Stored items
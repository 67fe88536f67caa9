//! Ports: the interfaces the session core needs from its collaborators.
//!
//! The network client, the command/world-query surface and the roster are
//! outside this crate; they plug in through [`Connector`].

pub mod outbound;

pub use outbound::{Connector, Established, Identity, PacketEntry, PlayerOf, RosterQuery};
//! # Bounded Queue
//!
//! Fixed-capacity FIFO with blocking `push`/`pop` and an explicit close.
//!
//! Blocking and wakeup are the only signaling mechanism: a full queue parks
//! pushers, an empty queue parks poppers, and closing wakes everyone.
//!
//! Two ways to stop a queue:
//!
//! - [`BoundedQueue::close`] discards whatever is buffered. Pops return `None`
//!   immediately afterwards.
//! - [`BoundedQueue::seal`] only refuses new pushes. Elements already queued
//!   stay poppable until drained.

use parking_lot::{Condvar, Mutex};
use std::collections::VecDeque;
use thiserror::Error;

/// Error returned by [`BoundedQueue::try_push`]. Carries the rejected value.
#[derive(Debug, Error, Clone, PartialEq, Eq)]
pub enum TryPushError<T> {
    /// The queue is at capacity.
    #[error("queue is full")]
    Full(T),

    /// The queue no longer accepts values.
    #[error("queue is closed")]
    Closed(T),
}

impl<T> TryPushError<T> {
    /// Recover the value that could not be enqueued.
    pub fn into_inner(self) -> T {
        match self {
            Self::Full(value) | Self::Closed(value) => value,
        }
    }
}

/// Upper bound on storage reserved up front. Larger queues grow on demand.
const PREALLOCATE_LIMIT: usize = 64;

struct QueueState<T> {
    items: VecDeque<T>,
    closed: bool,
}

/// Fixed-capacity blocking FIFO.
pub struct BoundedQueue<T> {
    state: Mutex<QueueState<T>>,
    not_empty: Condvar,
    not_full: Condvar,
    capacity: usize,
}

impl<T> BoundedQueue<T> {
    /// Create a queue holding at most `capacity` elements.
    ///
    /// A capacity of zero is normalized to one. Storage is reserved lazily,
    /// so a very large capacity costs nothing until it is filled.
    #[must_use]
    pub fn new(capacity: usize) -> Self {
        let capacity = capacity.max(1);
        Self {
            state: Mutex::new(QueueState {
                items: VecDeque::with_capacity(capacity.min(PREALLOCATE_LIMIT)),
                closed: false,
            }),
            not_empty: Condvar::new(),
            not_full: Condvar::new(),
            capacity,
        }
    }

    /// Enqueue `value`, blocking while the queue is full.
    ///
    /// Returns `false` without enqueuing if the queue is closed, or becomes
    /// closed while waiting for space.
    pub fn push(&self, value: T) -> bool {
        let mut state = self.state.lock();
        while state.items.len() >= self.capacity && !state.closed {
            self.not_full.wait(&mut state);
        }
        if state.closed {
            return false;
        }
        state.items.push_back(value);
        drop(state);

        self.not_empty.notify_one();
        true
    }

    /// Enqueue `value` without blocking.
    pub fn try_push(&self, value: T) -> Result<(), TryPushError<T>> {
        let mut state = self.state.lock();
        if state.closed {
            return Err(TryPushError::Closed(value));
        }
        if state.items.len() >= self.capacity {
            return Err(TryPushError::Full(value));
        }
        state.items.push_back(value);
        drop(state);

        self.not_empty.notify_one();
        Ok(())
    }

    /// Dequeue the head, blocking while the queue is empty.
    ///
    /// Returns `None` once the queue is closed and empty.
    pub fn pop(&self) -> Option<T> {
        let mut state = self.state.lock();
        while state.items.is_empty() && !state.closed {
            self.not_empty.wait(&mut state);
        }
        let value = state.items.pop_front()?;
        drop(state);

        self.not_full.notify_one();
        Some(value)
    }

    /// Dequeue the head if one is available.
    pub fn try_pop(&self) -> Option<T> {
        let value = self.state.lock().items.pop_front()?;
        self.not_full.notify_one();
        Some(value)
    }

    /// Close the queue and discard buffered elements. Idempotent.
    pub fn close(&self) {
        self.shutdown(true);
    }

    /// Stop accepting pushes but keep buffered elements poppable. Idempotent.
    ///
    /// Sealing an already sealed queue does not discard anything; closing a
    /// sealed queue does.
    pub fn seal(&self) {
        self.shutdown(false);
    }

    fn shutdown(&self, discard: bool) {
        let mut state = self.state.lock();
        if discard {
            state.items.clear();
        }
        if state.closed && !discard {
            return;
        }
        state.closed = true;
        drop(state);

        self.not_empty.notify_all();
        self.not_full.notify_all();
    }

    /// Whether pushes are refused.
    pub fn is_closed(&self) -> bool {
        self.state.lock().closed
    }

    /// Number of buffered elements.
    pub fn len(&self) -> usize {
        self.state.lock().items.len()
    }

    /// Whether nothing is buffered.
    pub fn is_empty(&self) -> bool {
        self.state.lock().items.is_empty()
    }

    /// Maximum number of buffered elements.
    pub fn capacity(&self) -> usize {
        self.capacity
    }
}

impl<T> std::fmt::Debug for BoundedQueue<T> {
    fn fmt(&self, f: &mut std::fmt::Formatter<'_>) -> std::fmt::Result {
        let state = self.state.lock();
        f.debug_struct("BoundedQueue")
            .field("len", &state.items.len())
            .field("capacity", &self.capacity)
            .field("closed", &state.closed)
            .finish()
    }
}
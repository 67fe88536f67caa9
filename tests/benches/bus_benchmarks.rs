//! # Tempest Bus Benchmarks
//!
//! | Component | Operation | Target |
//! |-----------|-----------|--------|
//! | BoundedQueue | push + pop, uncontended | < 1µs |
//! | BroadcastHub | publish to N reliable subscribers | linear in N |
//! | BroadcastHub | publish to lagging lossy subscribers | never blocks |
//! | IdentityRegistry | rebind + get | < 1µs |

use criterion::{black_box, criterion_group, criterion_main, BenchmarkId, Criterion, Throughput};
use std::sync::Arc;
use std::thread;
use std::time::Duration;
use tempest_bus::{BoundedQueue, BroadcastHub, DeliveryPolicy};
use tempest_session::IdentityRegistry;

// ============================================================================
// BoundedQueue
// ============================================================================

fn bench_queue(c: &mut Criterion) {
    let mut group = c.benchmark_group("bounded-queue");

    let queue = BoundedQueue::new(1024);
    group.bench_function("push_pop_uncontended", |b| {
        b.iter(|| {
            queue.push(black_box(42u64));
            black_box(queue.pop())
        })
    });

    group.throughput(Throughput::Elements(10_000));
    group.bench_function("spsc_10k", |b| {
        b.iter(|| {
            let queue = Arc::new(BoundedQueue::new(64));
            let consumer = {
                let queue = Arc::clone(&queue);
                thread::spawn(move || {
                    let mut sum = 0u64;
                    while let Some(v) = queue.pop() {
                        sum += v;
                    }
                    sum
                })
            };
            for v in 0..10_000u64 {
                queue.push(v);
            }
            queue.seal();
            black_box(consumer.join().unwrap_or_default())
        })
    });

    group.finish();
}

// ============================================================================
// BroadcastHub
// ============================================================================

fn bench_hub_publish(c: &mut Criterion) {
    let mut group = c.benchmark_group("broadcast-hub");
    group.measurement_time(Duration::from_secs(5));

    for subscribers in [1usize, 4, 16] {
        group.throughput(Throughput::Elements(subscribers as u64));
        group.bench_with_input(
            BenchmarkId::new("reliable_publish", subscribers),
            &subscribers,
            |b, &n| {
                let hub: BroadcastHub<u64> = BroadcastHub::new("bench");
                let drains: Vec<_> = (0..n)
                    .map(|_| {
                        let mut sub = hub.subscribe(256);
                        thread::spawn(move || while sub.blocking_recv().is_some() {})
                    })
                    .collect();

                b.iter(|| black_box(hub.publish(black_box(7))));

                hub.close();
                for drain in drains {
                    let _ = drain.join();
                }
            },
        );
    }

    group.bench_function("lossy_publish_lagging", |b| {
        let hub: BroadcastHub<u64> = BroadcastHub::with_policy("bench-lossy", DeliveryPolicy::Lossy);
        let _lagging: Vec<_> = (0..8).map(|_| hub.subscribe(1)).collect();
        b.iter(|| black_box(hub.publish(black_box(7))));
    });

    group.finish();
}

// ============================================================================
// IdentityRegistry
// ============================================================================

fn bench_registry(c: &mut Criterion) {
    let mut group = c.benchmark_group("identity-registry");

    let registry: IdentityRegistry<String, u64> = IdentityRegistry::new();
    for i in 0..1_000u64 {
        registry.rebind(format!("uuid-{i}"), i);
    }
    let key = "uuid-500".to_string();

    group.bench_function("rebind_get", |b| {
        b.iter(|| {
            registry.rebind(key.clone(), black_box(1));
            black_box(registry.get(&key))
        })
    });

    group.finish();
}

criterion_group!(benches, bench_queue, bench_hub_publish, bench_registry);
criterion_main!(benches);
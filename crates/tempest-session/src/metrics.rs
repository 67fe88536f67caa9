//! # Session Metrics
//!
//! Prometheus metrics for the session lifecycle.
//!
//! ## Usage
//!
//! Enable with the `metrics` feature:
//! ```toml
//! tempest-session = { path = "...", features = ["metrics"] }
//! ```
//!
//! ## Metrics Exported
//!
//! - `tempest_session_connects_total` - Counter of successful connects
//! - `tempest_session_connect_failures_total` - Counter of failed connects (by reason)
//! - `tempest_session_disconnects_total` - Counter of session endings (by cause)
//! - `tempest_session_teardown_failures_total` - Counter of connector teardown failures
//! - `tempest_session_connected` - Gauge, 1 while a session is active
//! - `tempest_session_messages_published_total` - Counter of general messages published

#[cfg(feature = "metrics")]
use lazy_static::lazy_static;

#[cfg(feature = "metrics")]
use prometheus::{
    register_counter_vec, register_gauge, register_int_counter, CounterVec, Gauge, IntCounter,
};

#[cfg(feature = "metrics")]
lazy_static! {
    /// Total successful connects
    pub static ref CONNECTS: IntCounter = register_int_counter!(
        "tempest_session_connects_total",
        "Total number of sessions established"
    )
    .expect("Failed to create CONNECTS metric");

    /// Failed connects, labeled by reason
    pub static ref CONNECT_FAILURES: CounterVec = register_counter_vec!(
        "tempest_session_connect_failures_total",
        "Total number of failed connect attempts",
        &["reason"]
    )
    .expect("Failed to create CONNECT_FAILURES metric");

    /// Session endings, labeled by cause
    pub static ref DISCONNECTS: CounterVec = register_counter_vec!(
        "tempest_session_disconnects_total",
        "Total number of sessions ended",
        &["cause"]
    )
    .expect("Failed to create DISCONNECTS metric");

    /// Connector teardown failures
    pub static ref TEARDOWN_FAILURES: IntCounter = register_int_counter!(
        "tempest_session_teardown_failures_total",
        "Total number of failed connector teardowns"
    )
    .expect("Failed to create TEARDOWN_FAILURES metric");

    /// Whether a session is active (0=no, 1=yes)
    pub static ref CONNECTED: Gauge = register_gauge!(
        "tempest_session_connected",
        "Whether a session is currently active (0=no, 1=yes)"
    )
    .expect("Failed to create CONNECTED metric");

    /// General messages published
    pub static ref MESSAGES_PUBLISHED: IntCounter = register_int_counter!(
        "tempest_session_messages_published_total",
        "Total number of general messages published"
    )
    .expect("Failed to create MESSAGES_PUBLISHED metric");
}

// =============================================================================
// METRIC RECORDING FUNCTIONS
// =============================================================================

/// Record a successful connect
#[cfg(feature = "metrics")]
pub fn record_connect() {
    CONNECTS.inc();
    CONNECTED.set(1.0);
}

/// Record a failed connect with reason
#[cfg(feature = "metrics")]
pub fn record_connect_failure(reason: &str) {
    CONNECT_FAILURES.with_label_values(&[reason]).inc();
}

/// Record a session ending with its cause
#[cfg(feature = "metrics")]
pub fn record_disconnect(cause: &str) {
    DISCONNECTS.with_label_values(&[cause]).inc();
    CONNECTED.set(0.0);
}

/// Record a failed connector teardown
#[cfg(feature = "metrics")]
pub fn record_teardown_failure() {
    TEARDOWN_FAILURES.inc();
}

/// Record a general message published
#[cfg(feature = "metrics")]
pub fn record_message_published() {
    MESSAGES_PUBLISHED.inc();
}

// =============================================================================
// NO-OP IMPLEMENTATIONS (when metrics feature disabled)
// =============================================================================

#[cfg(not(feature = "metrics"))]
pub fn record_connect() {}

#[cfg(not(feature = "metrics"))]
pub fn record_connect_failure(_reason: &str) {}

#[cfg(not(feature = "metrics"))]
pub fn record_disconnect(_cause: &str) {}

#[cfg(not(feature = "metrics"))]
pub fn record_teardown_failure() {}

#[cfg(not(feature = "metrics"))]
pub fn record_message_published() {}
//! Driven ports (outbound dependencies)

use crate::domain::message::DisconnectCause;
use crate::domain::options::ConnectOptions;
use crate::error::CollaboratorError;
use serde::{Deserialize, Serialize};
use tokio::sync::oneshot;

/// A value that may carry a stable identifier.
pub trait Identity {
    /// Stable identifier, or `None` when the value exposes none.
    fn stable_id(&self) -> Option<String>;

    /// Human readable name, when known.
    fn display_name(&self) -> Option<String> {
        None
    }
}

/// Read-only roster queries (the "query facet").
pub trait RosterQuery: Send + Sync {
    type Player: Identity + Clone + Send + Sync + 'static;

    /// Everyone currently online.
    fn online_players(&self) -> Result<Vec<Self::Player>, CollaboratorError>;

    /// Lookup by stable identifier.
    fn player_by_id(&self, id: &str) -> Result<Option<Self::Player>, CollaboratorError>;

    /// Lookup by display name.
    fn player_by_name(&self, name: &str) -> Result<Option<Self::Player>, CollaboratorError>;
}

/// Roster entry type of a connector.
pub type PlayerOf<C> = <<C as Connector>::Query as RosterQuery>::Player;

/// One row of the packet catalog.
#[derive(Clone, Debug, PartialEq, Eq, Serialize, Deserialize)]
pub struct PacketEntry {
    pub id: u32,
    /// Raw type name; `None` for identifiers without a known type
    pub name: Option<String>,
}

impl PacketEntry {
    pub fn new(id: u32, name: Option<&str>) -> Self {
        Self {
            id,
            name: name.map(str::to_string),
        }
    }
}

/// Everything a successful establish hands back.
pub struct Established<C: Connector + ?Sized> {
    /// Opaque handle of the live connection
    pub session: C::Handle,
    /// Command/interaction facet
    pub interaction: C::Interaction,
    /// Roster query facet
    pub query: C::Query,
    /// Resolves once when the connection ends. Dropping the sender without
    /// a value is reported as [`DisconnectCause::SignalLost`].
    pub termination: oneshot::Receiver<DisconnectCause>,
}

/// Network client that establishes and tears down sessions.
///
/// Calls block for as long as the underlying operation takes.
pub trait Connector: Send + Sync + 'static {
    type Handle: Send + Sync + 'static;
    type Interaction: Send + Sync + 'static;
    type Query: RosterQuery + 'static;

    /// Dial and authenticate.
    fn establish(&self, options: &ConnectOptions) -> Result<Established<Self>, CollaboratorError>;

    /// Close the connection behind `session`.
    ///
    /// Must eventually resolve the session's termination signal, either by
    /// sending a cause or by dropping the sender.
    fn teardown(&self, session: &Self::Handle) -> Result<(), CollaboratorError>;

    /// Packet identifier table used to build the packet mapping.
    fn packet_catalog(&self) -> Vec<PacketEntry>;
}
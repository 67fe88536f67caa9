//! Telemetry configuration from environment variables.

use serde::{Deserialize, Serialize};
use std::env;

/// Configuration for log output.
#[derive(Debug, Clone, PartialEq, Eq, Serialize, Deserialize)]
#[serde(default)]
pub struct TelemetryConfig {
    /// Service name attached to every log line
    pub service_name: String,

    /// Log level filter (trace, debug, info, warn, error) or a full
    /// `EnvFilter` directive
    pub log_level: String,

    /// Whether to write logs to stdout at all
    pub console_output: bool,

    /// Whether to enable JSON formatted logs
    pub json_logs: bool,
}

impl Default for TelemetryConfig {
    fn default() -> Self {
        Self {
            service_name: "tempest".to_string(),
            log_level: "info".to_string(),
            console_output: true,
            json_logs: false,
        }
    }
}

impl TelemetryConfig {
    /// Create configuration from environment variables.
    ///
    /// # Environment Variables
    ///
    /// - `TEMPEST_SERVICE_NAME`: Service name (default: tempest)
    /// - `TEMPEST_LOG_LEVEL` or `RUST_LOG`: Log level (default: info)
    /// - `TEMPEST_CONSOLE_OUTPUT`: Enable console output (default: true)
    /// - `TEMPEST_JSON_LOGS`: Enable JSON logs (default: false in dev, true in containers)
    pub fn from_env() -> Self {
        let is_container =
            env::var("KUBERNETES_SERVICE_HOST").is_ok() || env::var("DOCKER_CONTAINER").is_ok();

        Self {
            service_name: env::var("TEMPEST_SERVICE_NAME")
                .unwrap_or_else(|_| "tempest".to_string()),

            log_level: env::var("TEMPEST_LOG_LEVEL")
                .or_else(|_| env::var("RUST_LOG"))
                .unwrap_or_else(|_| "info".to_string()),

            console_output: env::var("TEMPEST_CONSOLE_OUTPUT")
                .map(|v| parse_flag(&v).unwrap_or(true))
                .unwrap_or(true),

            json_logs: env::var("TEMPEST_JSON_LOGS")
                .map(|v| parse_flag(&v).unwrap_or(is_container))
                .unwrap_or(is_container),
        }
    }

    /// Configuration for a named component, e.g. `tempest-relay`.
    pub fn for_service(name: &str) -> Self {
        let mut config = Self::from_env();
        config.service_name = name.to_string();
        config
    }
}

fn parse_flag(value: &str) -> Option<bool> {
    match value.trim().to_lowercase().as_str() {
        "1" | "true" | "yes" | "on" => Some(true),
        "0" | "false" | "no" | "off" => Some(false),
        _ => None,
    }
}
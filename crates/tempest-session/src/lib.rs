//! # tempest-session
//!
//! Single-writer guard around one live automation session, with lifecycle
//! fan-out to any number of independent observers.
//!
//! ## Overview
//!
//! - **SessionState**: owns at most one active connection; explicit
//!   connect/disconnect serialized against guarded facet access
//! - **IdentityRegistry**: session-scoped cache of roster lookups
//! - **PacketMapping**: packet id ↔ display name, rebuilt on every connect
//! - **DisconnectObserver**: re-subscribes every cycle and reports each end
//!
//! ## Lifecycle
//!
//! ```text
//!                 connect
//! [DISCONNECTED] ─────────→ [CONNECTED]
//!       ↑                        │
//!       └────────────────────────┤
//!          disconnect (Cancelled) │ termination signal (Closed / SignalLost)
//! ```
//!
//! Every transition installs a fresh registry and a fresh disconnect hub. The
//! hub of the cycle that just ended receives exactly one cause and is then
//! closed.
//!
//! ## Example
//!
//! ```rust,ignore
//! use tempest_session::{ConnectOptions, SessionState};
//!
//! let state = SessionState::new(connector);
//! let mut messages = state.messages(16);
//!
//! state.connect(ConnectOptions::new("48285363"))?;
//! state.with_interaction(|game| {
//!     game.send_command("list");
//!     Ok(())
//! })?;
//! let players = state.snapshot_players()?;
//! state.disconnect()?;
//! ```

pub mod domain;
pub mod error;
pub mod metrics;
pub mod observer;
pub mod ports;
pub mod service;

#[cfg(any(test, feature = "test-utils"))]
pub mod testing;

pub use domain::{
    ConnectOptions, DisconnectCause, IdentityRegistry, Message, MessageKind, PacketMapping,
    SessionConfig,
};
pub use error::{CollaboratorError, SessionError, SessionResult};
pub use observer::DisconnectObserver;
pub use ports::{Connector, Established, Identity, PacketEntry, PlayerOf, RosterQuery};
pub use service::{PlayerRegistry, SessionState, SessionStatus};
//! Session configuration from environment variables.

use std::env;
use tempest_bus::DeliveryPolicy;

/// Tunables for a [`SessionState`](crate::SessionState).
#[derive(Clone, Debug, PartialEq, Eq)]
pub struct SessionConfig {
    /// Prefix for hub labels and worker thread names
    pub label: String,

    /// Delivery discipline of the general message hub
    pub message_policy: DeliveryPolicy,

    /// Buffer used by disconnect observers for each cycle's subscription
    pub observer_buffer: usize,
}

impl Default for SessionConfig {
    fn default() -> Self {
        Self {
            label: "tempest".to_string(),
            message_policy: DeliveryPolicy::Reliable,
            observer_buffer: 1,
        }
    }
}

impl SessionConfig {
    /// Create configuration from environment variables.
    ///
    /// # Environment Variables
    ///
    /// - `TEMPEST_SESSION_LABEL`: label / thread name prefix (default: tempest)
    /// - `TEMPEST_MESSAGE_POLICY`: `reliable` or `lossy` (default: reliable)
    /// - `TEMPEST_OBSERVER_BUFFER`: observer subscription buffer (default: 1)
    ///
    /// Unparseable values fall back to the default.
    pub fn from_env() -> Self {
        let defaults = Self::default();

        Self {
            label: env::var("TEMPEST_SESSION_LABEL")
                .ok()
                .filter(|v| !v.trim().is_empty())
                .unwrap_or(defaults.label),

            message_policy: env::var("TEMPEST_MESSAGE_POLICY")
                .ok()
                .and_then(|v| v.parse().ok())
                .unwrap_or(defaults.message_policy),

            observer_buffer: env::var("TEMPEST_OBSERVER_BUFFER")
                .ok()
                .and_then(|v| v.parse().ok())
                .unwrap_or(defaults.observer_buffer),
        }
    }

    #[must_use]
    pub fn with_label(mut self, label: impl Into<String>) -> Self {
        self.label = label.into();
        self
    }

    #[must_use]
    pub fn with_message_policy(mut self, policy: DeliveryPolicy) -> Self {
        self.message_policy = policy;
        self
    }

    pub(crate) fn hub_label(&self, hub: &str) -> String {
        format!("{}-{}", self.label, hub)
    }
}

- What you should do -
Run a filter over the data above and keep each line that contains the word "client".

- Task answer -
//! The network client, the command/world-query surface and the roster are
/// Network client that establishes and tears down sessions.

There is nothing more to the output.